The volume of a cylinder is given by formula V= pi(3.14) r^2h where r is base radius and h is height
a) the height of a cylinder of radius 5cm and volume 500. Cm^3
B) radius of base of a cylinder of volume 300 cm^3 and height 10 cm
Our teacher didn't really start explaining this but wants us to try ourselves, i wAnt to have an idea about these
V = π r^2 h
a) you are given V = 500 , r = 5 ,so you are missing the h
just plug in the values
500 = π (25) h
divide both sides by 25π
500/(25π) = h
h = 20/π or appr 6.37 ( if you use 3.14 or π)

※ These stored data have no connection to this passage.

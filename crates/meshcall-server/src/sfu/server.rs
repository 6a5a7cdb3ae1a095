//! The SFU server (C8): owns the ICE transport, the peer-connection API,
//! and the group/call/session registry, and is the single entry point
//! the WebSocket layer calls into for everything in §4.1-§4.3.

use std::sync::Arc;
use std::time::{SystemTime, UNIX_EPOCH};

use tokio::sync::mpsc;
use webrtc::api::media_engine::MediaEngine;
use webrtc::api::setting_engine::SettingEngine;
use webrtc::api::APIBuilder;
use webrtc::ice_transport::ice_candidate_type::RTCIceCandidateType;
use webrtc::interceptor::registry::Registry as InterceptorRegistry;
use webrtc::interceptor::{nack, report, twcc};
use webrtc::peer_connection::configuration::RTCConfiguration;
use webrtc::peer_connection::peer_connection_state::RTCPeerConnectionState;
use webrtc::peer_connection::sdp::sdp_type::RTCSdpType;
use webrtc::peer_connection::RTCPeerConnection;
use webrtc::rtcp::picture_loss_indication::PictureLossIndication;
use webrtc::rtcp::receiver_report::ReceiverReport;
use webrtc::rtp_transceiver::rtp_codec::{RTCRtpCodecCapability, RTCRtpCodecParameters, RTPCodecType};
use webrtc::rtp_transceiver::rtp_sender::RTCRtpSender;
use webrtc::rtp_transceiver::RTCPFeedback;
use webrtc::track::track_remote::TrackRemote;

use meshcall_protocol::rtc::{IceCandidateInit, Message as RtcMessage, RtcMessageType, SessionDescription as WireSdp};
use meshcall_protocol::ws::JoinData;

use crate::config::Config;
use crate::error::SfuError;
use crate::ice::turn_creds::{build_ice_servers, IceServerCredential};
use crate::ice::udp_mux::to_rtc_ice_servers;
use crate::ice::IceTransport;

use super::registry::{Call, Registry};
use super::session::{Session, SessionState, TrackAction};
use super::signaling;
use super::simulcast::SimulcastController;
use super::data_channel;
use super::track_forwarding::{classify_track, remote_screen_track, TrackForwarder};

const OPUS_PAYLOAD_TYPE: u8 = 111;
const VP8_PAYLOAD_TYPE: u8 = 96;
const AV1_PAYLOAD_TYPE: u8 = 45;

pub struct SfuServer {
    registry: Registry,
    ice: IceTransport,
    nack_buffer_size: u32,
    simulcast: Arc<SimulcastController>,
    ice_server_entries: Vec<crate::config::IceServerEntry>,
    turn_secret: String,
    turn_expiry_minutes: u32,
}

in B , you are missing the value of r
π r^2 (10) = 300
divide by 10
πr^2 = 30
divide by π
r^2 = 30/π
take square root of both sides
r = √(30/π)
you do the button-pushing.
The radius of a cylindrical construction pipe is 2 feet the pipe is 16 feet long what is the volume use the value 3.144 PI and round your answer to the nearest whole number
a) To find the height of the cylinder, we can rearrange the formula V = πr^2h. Given that V = 500 cm^3 and r = 5 cm, we can substitute these values into the formula and solve for h:
500 = π(5^2)h
500 = 25πh
h = 500 / (25π)
h ≈ 20 / π
h ≈ 6.37 cm
Therefore, the height of the cylinder is approximately 6.37 cm.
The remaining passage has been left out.